Response imbalance therapy is a new alternative for the treatment of Obsessive Compulsive Disorder (OCD) that, so far, looks promising.
OCD is a very common disorder, in fact, we can all meet someone who has it, but we don't know how to help you.
For those who suffer from OCD, life becomes very distressing, especially when they are aware of the valuable time at stake.
Luckily, every day the affected person has the possibility to start a treatment and change their reality completely.
What is the TOC?
This disorder is so complex that the World Health Organization has considered it as one of the main causes of disability, especially for individuals whose ages range between 15 and 44 years, as indicated by some studies.

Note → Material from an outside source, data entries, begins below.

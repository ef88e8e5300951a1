//! Passphrase-based private key protection using Argon2id and AES-GCM.

use aes_gcm::{
    aead::{Aead, KeyInit, Payload},
    Aes256Gcm, Key, Nonce,
};
use argon2::Argon2;
use rand::{rngs::OsRng, RngCore};
use serde::{Deserialize, Serialize};
use tracing::debug;
use zeroize::{Zeroize, Zeroizing};

use crate::crypto::keys::PrivateKey;
use crate::crypto::symmetric::NONCE_SIZE;
use crate::crypto::timing::TimingSafeError;
use crate::error::{Result, ShareError};

/// Salt size for Argon2 (128 bits)
pub const SALT_SIZE: usize = 16;

/// Associated data binding the ciphertext to its purpose
const PRIVATE_KEY_AAD: &[u8] = b"pqshare-private-key-v1";

/// Argon2id cost parameters
#[derive(Debug, Clone, Copy, PartialEq, Eq, Serialize, Deserialize)]
pub struct KdfParams {
    /// Memory cost in KiB
    pub memory_kib: u32,
    /// Number of passes
    pub iterations: u32,
    /// Degree of parallelism
    pub lanes: u32,
}

impl Default for KdfParams {
    fn default() -> Self {
        Self {
            memory_kib: 19 * 1024, // 19 MiB memory cost
            iterations: 2,
            lanes: 1,
        }
    }
}

impl KdfParams {
    /// Converts to Argon2 parameters, rejecting values Argon2 refuses
    pub fn to_argon2(&self) -> Result<argon2::Params> {
        argon2::Params::new(self.memory_kib, self.iterations, self.lanes, Some(32))
            .map_err(|e| ShareError::config(format!("Invalid Argon2 parameters: {}", e)))
    }
}

/// Passphrase for private key wrapping
pub struct Passphrase(String);

impl Passphrase {
    /// Create a new passphrase from a string
    pub fn new(passphrase: impl Into<String>) -> Self {
        Self(passphrase.into())
    }

    fn as_bytes(&self) -> &[u8] {
        self.0.as_bytes()
    }

    /// Check if passphrase is empty
    pub fn is_empty(&self) -> bool {
        self.0.is_empty()
    }
}

impl Drop for Passphrase {
    fn drop(&mut self) {
        self.0.zeroize();
    }
}

impl std::fmt::Debug for Passphrase {
    fn fmt(&self, f: &mut std::fmt::Formatter<'_>) -> std::fmt::Result {
        f.write_str("Passphrase(<redacted>)")
    }
}

/// A private key encrypted under a passphrase-derived key
///
/// This is the only form in which a private key is persisted.
#[derive(Debug, Clone, PartialEq, Eq, Serialize, Deserialize)]
pub struct WrappedPrivateKey {
    /// AES-GCM ciphertext of the private key, including the tag
    #[serde(with = "hex")]
    pub ciphertext: Vec<u8>,
    /// Argon2 salt
    #[serde(with = "hex")]
    pub salt: Vec<u8>,
    /// AES-GCM nonce
    #[serde(with = "hex")]
    pub nonce: Vec<u8>,
    /// Argon2 cost the key was wrapped with
    #[serde(default)]
    pub kdf: KdfParams,
}

/// Encrypts a private key under a passphrase
///
/// A fresh salt and nonce are drawn for every call.
pub fn wrap_private_key(
    private_key: &PrivateKey,
    passphrase: &Passphrase,
    params: &KdfParams,
) -> Result<WrappedPrivateKey> {
    if passphrase.is_empty() {
        return Err(ShareError::InvalidPassphrase);
    }

    let mut salt = vec![0u8; SALT_SIZE];
    OsRng
        .try_fill_bytes(&mut salt)
        .map_err(|e| ShareError::key_generation(format!("RNG failure: {}", e)))?;
    let mut nonce = vec![0u8; NONCE_SIZE];
    OsRng
        .try_fill_bytes(&mut nonce)
        .map_err(|e| ShareError::key_generation(format!("RNG failure: {}", e)))?;

    let derived_key = derive_key_from_passphrase(passphrase, &salt, params)?;
    let cipher = Aes256Gcm::new(Key::<Aes256Gcm>::from_slice(derived_key.as_slice()));

    let ciphertext = cipher
        .encrypt(
            Nonce::from_slice(&nonce),
            Payload {
                msg: private_key.as_bytes(),
                aad: PRIVATE_KEY_AAD,
            },
        )
        .map_err(|_| ShareError::key_generation("Failed to encrypt private key"))?;

    debug!(
        memory_kib = params.memory_kib,
        iterations = params.iterations,
        "Wrapped private key under passphrase"
    );

    Ok(WrappedPrivateKey {
        ciphertext,
        salt,
        nonce,
        kdf: *params,
    })
}

/// Decrypts a passphrase-wrapped private key
///
/// Every failure (wrong passphrase, tampered ciphertext, malformed salt or
/// nonce) surfaces as the same `InvalidPassphrase` after the same minimum
/// duration.
pub fn unwrap_private_key(wrapped: &WrappedPrivateKey, passphrase: &Passphrase) -> Result<PrivateKey> {
    TimingSafeError::validate_with_timing(|| {
        let params_ok = wrapped.kdf.to_argon2().is_ok();
        if passphrase.is_empty()
            || wrapped.salt.len() != SALT_SIZE
            || wrapped.nonce.len() != NONCE_SIZE
            || !params_ok
        {
            // Pay for a full derivation so a malformed blob fails no faster
            // than a wrong passphrase
            let fallback = KdfParams::default();
            let params = if params_ok { &wrapped.kdf } else { &fallback };
            let _ = derive_key_from_passphrase(passphrase, &[0u8; SALT_SIZE], params);
            return Err(ShareError::InvalidPassphrase);
        }

        let derived_key = derive_key_from_passphrase(passphrase, &wrapped.salt, &wrapped.kdf)
            .map_err(|_| ShareError::InvalidPassphrase)?;
        let cipher = Aes256Gcm::new(Key::<Aes256Gcm>::from_slice(derived_key.as_slice()));

        let plaintext = Zeroizing::new(
            cipher
                .decrypt(
                    Nonce::from_slice(&wrapped.nonce),
                    Payload {
                        msg: &wrapped.ciphertext,
                        aad: PRIVATE_KEY_AAD,
                    },
                )
                .map_err(|_| ShareError::InvalidPassphrase)?,
        );

        PrivateKey::from_bytes(&plaintext).map_err(|_| ShareError::InvalidPassphrase)
    })
}

/// Derive a 256-bit key from a passphrase using Argon2id
fn derive_key_from_passphrase(
    passphrase: &Passphrase,
    salt: &[u8],
    params: &KdfParams,
) -> Result<Zeroizing<[u8; 32]>> {
    let argon2 = Argon2::new(
        argon2::Algorithm::Argon2id,
        argon2::Version::V0x13,
        params.to_argon2()?,
    );

    let mut key = Zeroizing::new([0u8; 32]);
    argon2
        .hash_password_into(passphrase.as_bytes(), salt, key.as_mut())
        .map_err(|e| ShareError::config(format!("Passphrase derivation failed: {}", e)))?;
    Ok(key)
}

Research in the area defines obsessive compulsive disorder as:
"An intense anxiety disorder, with recurring obsessions or compulsions that consume a lot of time or cause a marked discomfort or significant deterioration in daily functioning."
What are obsessions and compulsions about?

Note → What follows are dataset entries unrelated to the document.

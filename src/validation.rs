//! Input validation and security limits for pqshare
//!
//! This module provides validation functions and limits that guard the crypto
//! and storage layers against oversized or malformed input before any
//! expensive operation runs.

use crate::error::{Result, ShareError};

/// Maximum allowed plaintext content size (100MB)
///
/// Larger files should be chunked by the caller before encryption.
pub const MAX_CONTENT_SIZE: usize = 100 * 1024 * 1024;

/// Maximum allowed content ciphertext size (nonce + content + tag)
pub const MAX_CIPHERTEXT_SIZE: usize = MAX_CONTENT_SIZE + 12 + 16;

/// Maximum allowed metadata field length (4KB)
pub const MAX_METADATA_FIELD_SIZE: usize = 4 * 1024;

/// Maximum allowed user ID length
pub const MAX_USER_ID_LENGTH: usize = 128;

/// Maximum allowed entity ID length
pub const MAX_ENTITY_ID_LENGTH: usize = 128;

/// Maximum allowed page size for store queries
pub const MAX_PAGE_SIZE: usize = 10_000;

/// Validation functions for input data
pub struct Validator;

impl Validator {
    /// Validate plaintext content size
    pub fn validate_content_size(data: &[u8]) -> Result<()> {
        if data.len() > MAX_CONTENT_SIZE {
            return Err(ShareError::validation(format!(
                "Content too large: {} bytes exceeds maximum of {} bytes",
                data.len(),
                MAX_CONTENT_SIZE
            )));
        }
        Ok(())
    }

    /// Validate content ciphertext size
    pub fn validate_ciphertext_size(data: &[u8]) -> Result<()> {
        if data.len() > MAX_CIPHERTEXT_SIZE {
            return Err(ShareError::validation(format!(
                "Ciphertext too large: {} bytes exceeds maximum of {} bytes",
                data.len(),
                MAX_CIPHERTEXT_SIZE
            )));
        }
        Ok(())
    }

    /// Validate a plaintext metadata field
    pub fn validate_metadata_field(value: &str) -> Result<()> {
        if value.len() > MAX_METADATA_FIELD_SIZE {
            return Err(ShareError::validation(format!(
                "Metadata field too long: {} bytes exceeds maximum of {} bytes",
                value.len(),
                MAX_METADATA_FIELD_SIZE
            )));
        }
        Ok(())
    }

    /// Validate key material has the exact size the algorithm requires
    pub fn validate_key_size(data: &[u8], expected_size: usize, what: &str) -> Result<()> {
        if data.len() != expected_size {
            return Err(ShareError::validation(format!(
                "Invalid {} size: expected {} bytes, got {} bytes",
                what,
                expected_size,
                data.len()
            )));
        }
        Ok(())
    }

    /// Validate user ID string
    ///
    /// `:` is reserved as the separator in storage index keys.
    pub fn validate_user_id(user_id: &str) -> Result<()> {
        if user_id.len() > MAX_USER_ID_LENGTH {
            return Err(ShareError::validation(format!(
                "User ID too long: {} bytes exceeds maximum of {} bytes",
                user_id.len(),
                MAX_USER_ID_LENGTH
            )));
        }

        if user_id.trim().is_empty() {
            return Err(ShareError::validation("User ID cannot be empty"));
        }

        if user_id.chars().any(|c| c.is_control()) {
            return Err(ShareError::validation(
                "User ID contains invalid control characters",
            ));
        }

        if user_id.contains(':') {
            return Err(ShareError::validation("User ID cannot contain ':'"));
        }

        Ok(())
    }

    /// Validate entity ID string
    pub fn validate_entity_id(entity_id: &str) -> Result<()> {
        if entity_id.is_empty() {
            return Err(ShareError::validation("Entity ID cannot be empty"));
        }

        if entity_id.len() > MAX_ENTITY_ID_LENGTH {
            return Err(ShareError::validation(format!(
                "Entity ID too long: {} bytes exceeds maximum of {} bytes",
                entity_id.len(),
                MAX_ENTITY_ID_LENGTH
            )));
        }

        if !entity_id
            .chars()
            .all(|c| c.is_ascii_alphanumeric() || c == '-' || c == '_')
        {
            return Err(ShareError::validation(
                "Entity ID may only contain ASCII letters, digits, '-' and '_'",
            ));
        }

        Ok(())
    }

    /// Validate a query page size
    pub fn validate_page_size(size: usize) -> Result<()> {
        if size == 0 || size > MAX_PAGE_SIZE {
            return Err(ShareError::validation(format!(
                "Invalid page size {}: must be between 1 and {}",
                size, MAX_PAGE_SIZE
            )));
        }
        Ok(())
    }

    /// Validate nonce size for cryptographic operations
    pub fn validate_nonce_size(nonce: &[u8], expected_size: usize) -> Result<()> {
        if nonce.len() != expected_size {
            return Err(ShareError::validation(format!(
                "Invalid nonce size: expected {} bytes, got {} bytes",
                expected_size,
                nonce.len()
            )));
        }
        Ok(())
    }
}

The inquiries on this subject show that obsessions can be defined as:
"Any thoughts, images or impulses that come to mind on a recurring basis, persistent that are experienced at some point in the disorder as intrusive and inappropriate and that cause significant anxiety or discomfort."
Instead, compulsions are:
"The behaviors that the person who has obsessions perform to lower anxiety, which are becoming repetitive, illogical and require time, in addition to only lowering the anxiety momentarily."

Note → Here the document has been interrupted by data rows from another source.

#[test]
fn test_partial_failure_keeps_every_entity_readable() {
    let fx = fixture();
    let ids = populate(&fx);
    let docs = Arc::new(ScriptedDocs::new(fx.store.clone()));
    docs.fail_next_write(&ids[2]);
    let service = KeyMigrationService::new(docs.clone(), fx.store.clone(), config());
    let passphrase = Passphrase::new("staged passphrase");

    // The caller drops the new key pair once the run fails
    let report = {
        let new_keys = KeyPair::generate().unwrap();
        let wrapped = wrap_private_key(new_keys.private_key(), &passphrase, &fast_kdf()).unwrap();
        let request = MigrationRequest {
            uid: &fx.alice,
            old_private_key: fx.alice_keys.private_key(),
            new_key_pair: &new_keys,
            new_wrapped_private_key: Some(&wrapped),
            only: None,
        };
        service.migrate(&request, &CancellationToken::new()).unwrap()
    };
    assert_eq!(report.state, MigrationState::PartiallyFailed);
    assert_eq!(report.succeeded.len(), 3);
    assert_eq!(report.failed_ids(), BTreeSet::from([ids[2].clone()]));
    assert!(matches!(report.failed[0].1, ShareError::Storage(_)));
    assert!(!report.published);

    // Each entity opens under exactly one of the old key and the staged key
    let pending = service.pending_key_pair(&fx.alice).unwrap().unwrap();
    let recovered = unlock_pending_key_pair(&pending, &passphrase).unwrap();
    for id in &ids {
        let old = fx.sharing.read_content(id, &fx.alice, fx.alice_keys.private_key());
        let new = fx.sharing.read_content(id, &fx.alice, recovered.private_key());
        assert!(old.is_ok() != new.is_ok(), "entity {} must open under one key", id);
    }
    assert!(fx
        .sharing
        .read_content(&ids[2], &fx.alice, fx.alice_keys.private_key())
        .is_ok());
    assert!(matches!(
        unlock_pending_key_pair(&pending, &Passphrase::new("wrong")),
        Err(ShareError::InvalidPassphrase)
    ));

    // Starting over with another key pair would strand the migrated entities
    let other = KeyPair::generate().unwrap();
    let refused = service.migrate(
        &MigrationRequest {
            uid: &fx.alice,
            old_private_key: fx.alice_keys.private_key(),
            new_key_pair: &other,
            new_wrapped_private_key: None,
            only: None,
        },
        &CancellationToken::new(),
    );
    assert!(matches!(refused, Err(ShareError::Validation(_))));

    let resumed = service
        .migrate(
            &MigrationRequest {
                uid: &fx.alice,
                old_private_key: fx.alice_keys.private_key(),
                new_key_pair: &recovered,
                new_wrapped_private_key: Some(&pending.wrapped_private_key),
                only: None,
            },
            &CancellationToken::new(),
        )
        .unwrap();
    assert!(resumed.is_success());
    assert_eq!(resumed.already_migrated, 3);
    assert!(resumed.published);
    assert!(service.pending_key_pair(&fx.alice).unwrap().is_none());
    for id in &ids {
        assert!(fx.sharing.read_content(id, &fx.alice, recovered.private_key()).is_ok());
    }
}

#[test]
fn test_entity_shared_during_run_is_migrated() {
    let fx = fixture();
    let ids = populate(&fx);

    let carol = UserId::new("carol").unwrap();
    let carol_keys = KeyPair::generate().unwrap();
    fx.store.register_public_key(&carol, carol_keys.public_key()).unwrap();
    let late = fx
        .sharing
        .create_entity(NewEntity::file(&carol, carol_keys.public_key(), "late", b"shared mid-run"))
        .unwrap();

    // Both counting queries fit one page; Carol shares once the second returns
    let docs = Arc::new(ScriptedDocs::new(fx.store.clone()));
    let granter = SharingManager::with_store(fx.store.clone(), SharingConfig::default());
    let (late_id, alice) = (late.id.clone(), fx.alice.clone());
    docs.after_queries(
        2,
        Box::new(move || {
            granter
                .grant_access(&late_id, &carol, carol_keys.private_key(), &alice)
                .unwrap();
        }),
    );

    let new_keys = KeyPair::generate().unwrap();
    let wrapped = wrap_private_key(new_keys.private_key(), &Passphrase::new("pw"), &fast_kdf()).unwrap();
    let service = KeyMigrationService::new(
        docs.clone(),
        fx.store.clone(),
        MigrationConfig {
            page_size: 100,
            ..config()
        },
    );
    let report = service
        .migrate(
            &MigrationRequest {
                uid: &fx.alice,
                old_private_key: fx.alice_keys.private_key(),
                new_key_pair: &new_keys,
                new_wrapped_private_key: Some(&wrapped),
                only: None,
            },
            &CancellationToken::new(),
        )
        .unwrap();

    assert_eq!(report.state, MigrationState::Complete);
    assert!(report.published);
    assert_eq!(report.total, ids.len() + 1);
    assert!(report.succeeded.contains(&late.id));
    assert!(docs.queries.load(Ordering::SeqCst) > 2);

    assert_eq!(
        fx.sharing
            .read_content(&late.id, &fx.alice, new_keys.private_key())
            .unwrap(),
        b"shared mid-run"
    );
    assert!(matches!(
        fx.sharing.read_content(&late.id, &fx.alice, fx.alice_keys.private_key()),
        Err(ShareError::DecryptionFailed)
    ));
}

So, as experts have emphasized, obsessions can contemplate:
- Feeling afraid of getting contaminated, or germs.
- Feeling anxious about the idea of missing something.
- Worrying that something bad could happen to the person or others.
- Have unwanted thoughts.
- Taboos about sex.
- Keep objects symmetrically, among others.
Compulsions may include:
- Wash or excessively clean a part of the body.
- Store unnecessary objects.
- Sort things accurately.
- Check that the oven is off, or the door closed.
- List things repeatedly, among others.
What is Response Imbalance Therapy for OCD?
This therapy allows those affected can carry out their own treatment, without having to be present in a consultation, but to do it in the same scenario where the symptoms arise.
By applying the response imbalance therapy the symptoms may decrease, or be completely eliminated in eight sessions a week, dedicating about fifteen minutes daily.
One of the advantages of this type of therapy is that the results mean a reduction of stress for patients, as well as for therapists.
The Response Imbalance Therapy (RDx), is a different option to the treatments that have traditionally been used and that is why it has been so attractive.
This therapy is not focused on what causes the symptoms in the patient, but rather establishes a link, in a controlled manner, between symptomatic behavior and positive activity It is done daily.
So, to access the positive activity it is necessary to reduce the negative behavior. That is, executing positive activity must be something that is won.
When this restriction is established - or this type of link is formed -, then the two behaviors go into imbalance, so patients will work to reduce symptomatic behavior in order to have a new balance.
Application example of Response Imbalance Therapy to treat OCD
The operation itself is simple, although you must be truly committed to its execution so as not to make "traps" that would completely invalidate the ultimate goal of the treatment.
Let's imagine a patient with OCD and washes his hands 18 times a day, not to mention the times when he should do it - just like when he used the toilet.
This same patient has a positive behavior that is watching television for an hour and a half a day.
According to RDx treatment, a link is established between being able to watch television and reduce the episodes in which the patient washes their hands.
During the first week you can work to reduce handwashing by half, that is, nine episodes.
As the daily wash episode decreases, it increases ten minutes to watch TV, these are deposited symbolically in a checkbook.
If the patient has not earned time, then he will not be able to watch television, but he has achieved it, he will not have deprivation.
Afterwards, work will continue to reduce the number of episodes of daily washing until it is completely eliminated.
For now, this type of therapy is the one that promises to be faster to treat OCD, although the authors who carried out the study have emphasized that perhaps it would not work for all patients equally, however, it is a good advance and A reason to see the future with optimism.
De la Torre-Luque, A., & Valero-Aguayo, L. (2017). Acceptance and Commitment Therapy as an Election Treatment for OCD: a Case Study. Psychotherapy Magazine. //doi.org/10.33898/rdp.v28i106.150
J.A. Yaryura-Tobias, F. Neziroglu, R.L. Pérez Rivera, T. B. (2002). Treatment of obsessive-compulsive disorder. Journal of Psychiatry of Uruguay.
Lóyzaga, C., & Nicolini, H. (2000). OCD Pharmacological Treatment. Mental health.
Pareja, M. (2001). Effective psychological treatments for obsessive compulsive disorder. Psicothema
Richard M. McFall, James Allison, Richard J. Viken, William Timberlake. Response-Disequilibrium Therapy: Clinical Case Studies.
TOC Obsessions and Compulsions. Cognitive treatment. (2011). Argentine Journal of Psychological Clinic.